--- EXERCISE INPUTS Enclosed Below ---
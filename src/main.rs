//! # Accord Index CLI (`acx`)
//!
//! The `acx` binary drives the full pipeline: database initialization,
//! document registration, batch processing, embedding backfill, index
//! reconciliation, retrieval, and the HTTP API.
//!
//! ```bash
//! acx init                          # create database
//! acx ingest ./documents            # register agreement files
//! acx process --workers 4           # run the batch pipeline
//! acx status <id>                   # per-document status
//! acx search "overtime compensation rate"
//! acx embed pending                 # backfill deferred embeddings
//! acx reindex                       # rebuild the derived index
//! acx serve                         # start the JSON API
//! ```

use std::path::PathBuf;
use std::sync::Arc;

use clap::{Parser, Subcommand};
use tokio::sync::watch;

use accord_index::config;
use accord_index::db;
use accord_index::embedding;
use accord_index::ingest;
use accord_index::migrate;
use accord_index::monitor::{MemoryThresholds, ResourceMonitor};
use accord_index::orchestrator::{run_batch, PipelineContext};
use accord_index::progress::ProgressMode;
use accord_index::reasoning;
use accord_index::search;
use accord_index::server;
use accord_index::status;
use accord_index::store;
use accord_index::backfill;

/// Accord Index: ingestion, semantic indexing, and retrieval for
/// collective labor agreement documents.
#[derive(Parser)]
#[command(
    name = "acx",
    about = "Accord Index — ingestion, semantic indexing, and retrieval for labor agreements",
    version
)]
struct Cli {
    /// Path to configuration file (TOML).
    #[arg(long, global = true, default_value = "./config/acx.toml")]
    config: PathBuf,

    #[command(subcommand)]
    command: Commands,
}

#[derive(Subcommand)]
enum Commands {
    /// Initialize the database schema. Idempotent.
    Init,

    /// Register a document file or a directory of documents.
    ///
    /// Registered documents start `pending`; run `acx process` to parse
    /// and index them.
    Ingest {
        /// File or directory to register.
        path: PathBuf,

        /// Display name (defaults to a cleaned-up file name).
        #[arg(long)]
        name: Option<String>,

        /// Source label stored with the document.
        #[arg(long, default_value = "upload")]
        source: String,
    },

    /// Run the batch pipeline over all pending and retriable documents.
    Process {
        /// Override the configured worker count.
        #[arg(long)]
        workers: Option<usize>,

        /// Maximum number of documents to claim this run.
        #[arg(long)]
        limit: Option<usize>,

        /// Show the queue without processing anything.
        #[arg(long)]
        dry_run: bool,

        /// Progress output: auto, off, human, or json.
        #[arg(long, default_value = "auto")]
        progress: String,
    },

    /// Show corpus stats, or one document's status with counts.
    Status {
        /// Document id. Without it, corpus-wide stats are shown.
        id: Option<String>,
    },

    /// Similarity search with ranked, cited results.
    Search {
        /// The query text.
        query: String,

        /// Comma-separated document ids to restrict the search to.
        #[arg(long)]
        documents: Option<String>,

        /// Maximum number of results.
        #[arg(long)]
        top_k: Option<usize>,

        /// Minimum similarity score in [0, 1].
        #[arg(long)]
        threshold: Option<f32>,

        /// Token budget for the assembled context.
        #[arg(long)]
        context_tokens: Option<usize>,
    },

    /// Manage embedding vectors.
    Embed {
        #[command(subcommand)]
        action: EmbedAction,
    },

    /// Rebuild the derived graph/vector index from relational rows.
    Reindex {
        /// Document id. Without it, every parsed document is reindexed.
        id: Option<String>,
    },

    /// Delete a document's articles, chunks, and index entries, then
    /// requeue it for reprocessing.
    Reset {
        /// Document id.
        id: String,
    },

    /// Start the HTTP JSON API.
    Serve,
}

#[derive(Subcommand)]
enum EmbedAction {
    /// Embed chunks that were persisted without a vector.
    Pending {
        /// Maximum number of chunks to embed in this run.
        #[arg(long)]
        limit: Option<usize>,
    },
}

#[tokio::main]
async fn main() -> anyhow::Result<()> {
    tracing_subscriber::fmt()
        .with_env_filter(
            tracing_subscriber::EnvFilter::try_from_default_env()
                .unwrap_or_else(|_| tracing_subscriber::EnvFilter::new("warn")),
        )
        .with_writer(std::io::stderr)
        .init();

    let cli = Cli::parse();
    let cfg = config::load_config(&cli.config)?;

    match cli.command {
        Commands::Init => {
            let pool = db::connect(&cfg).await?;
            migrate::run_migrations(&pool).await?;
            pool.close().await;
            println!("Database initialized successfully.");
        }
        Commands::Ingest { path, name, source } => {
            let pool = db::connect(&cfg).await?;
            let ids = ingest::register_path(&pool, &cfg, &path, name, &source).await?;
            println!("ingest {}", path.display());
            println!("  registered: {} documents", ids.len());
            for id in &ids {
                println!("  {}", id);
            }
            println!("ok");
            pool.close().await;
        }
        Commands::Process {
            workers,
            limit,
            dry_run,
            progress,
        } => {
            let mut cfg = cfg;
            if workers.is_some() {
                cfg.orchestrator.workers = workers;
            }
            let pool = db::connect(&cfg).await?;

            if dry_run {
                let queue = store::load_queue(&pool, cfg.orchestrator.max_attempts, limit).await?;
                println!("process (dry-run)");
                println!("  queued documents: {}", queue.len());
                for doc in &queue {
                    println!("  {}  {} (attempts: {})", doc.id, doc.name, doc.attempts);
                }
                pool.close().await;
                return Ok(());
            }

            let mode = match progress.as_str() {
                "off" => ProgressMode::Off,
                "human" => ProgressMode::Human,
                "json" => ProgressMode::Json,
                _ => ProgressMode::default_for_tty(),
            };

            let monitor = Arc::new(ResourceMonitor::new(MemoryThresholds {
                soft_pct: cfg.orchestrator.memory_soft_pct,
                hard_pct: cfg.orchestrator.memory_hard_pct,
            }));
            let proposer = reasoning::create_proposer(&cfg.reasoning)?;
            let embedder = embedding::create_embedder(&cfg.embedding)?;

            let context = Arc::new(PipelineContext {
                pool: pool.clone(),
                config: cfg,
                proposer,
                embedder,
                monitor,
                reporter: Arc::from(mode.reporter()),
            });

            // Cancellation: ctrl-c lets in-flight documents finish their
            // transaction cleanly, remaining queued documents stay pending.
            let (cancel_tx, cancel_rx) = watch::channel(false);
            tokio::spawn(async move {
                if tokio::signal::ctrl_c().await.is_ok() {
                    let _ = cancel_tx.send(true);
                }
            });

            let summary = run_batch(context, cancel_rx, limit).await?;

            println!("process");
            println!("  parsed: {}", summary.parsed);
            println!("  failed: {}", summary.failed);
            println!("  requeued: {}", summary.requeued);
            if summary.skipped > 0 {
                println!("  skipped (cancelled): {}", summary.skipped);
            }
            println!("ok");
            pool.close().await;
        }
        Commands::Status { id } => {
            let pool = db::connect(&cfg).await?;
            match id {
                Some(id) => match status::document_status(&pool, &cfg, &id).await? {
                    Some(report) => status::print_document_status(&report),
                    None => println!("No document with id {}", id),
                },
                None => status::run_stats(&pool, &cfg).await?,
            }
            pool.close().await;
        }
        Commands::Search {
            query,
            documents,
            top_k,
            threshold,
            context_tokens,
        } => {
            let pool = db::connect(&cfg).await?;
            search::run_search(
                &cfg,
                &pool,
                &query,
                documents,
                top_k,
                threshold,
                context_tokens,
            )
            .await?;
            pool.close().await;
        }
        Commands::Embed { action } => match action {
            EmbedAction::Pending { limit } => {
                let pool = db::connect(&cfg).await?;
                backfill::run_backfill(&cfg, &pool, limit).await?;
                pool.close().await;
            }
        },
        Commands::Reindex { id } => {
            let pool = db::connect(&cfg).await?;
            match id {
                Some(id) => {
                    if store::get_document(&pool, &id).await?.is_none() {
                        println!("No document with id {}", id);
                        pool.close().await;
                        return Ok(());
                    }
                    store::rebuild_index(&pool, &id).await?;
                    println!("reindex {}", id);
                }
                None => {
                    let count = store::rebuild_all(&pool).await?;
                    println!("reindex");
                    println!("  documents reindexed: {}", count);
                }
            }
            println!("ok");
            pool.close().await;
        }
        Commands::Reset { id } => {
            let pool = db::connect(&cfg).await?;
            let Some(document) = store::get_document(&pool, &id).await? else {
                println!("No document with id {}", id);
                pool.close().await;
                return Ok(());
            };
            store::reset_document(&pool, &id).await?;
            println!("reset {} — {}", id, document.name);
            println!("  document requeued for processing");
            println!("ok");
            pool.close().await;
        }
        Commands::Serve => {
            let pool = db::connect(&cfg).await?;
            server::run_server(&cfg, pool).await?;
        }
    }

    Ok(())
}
--- End of Enclosed EXERCISE INPUTS ---
▶ [EXERCISE]: How many of the lines in the records include the string "EnvFilter"? Reply with the number alone.

▶ [RESPONSE AREA]: 2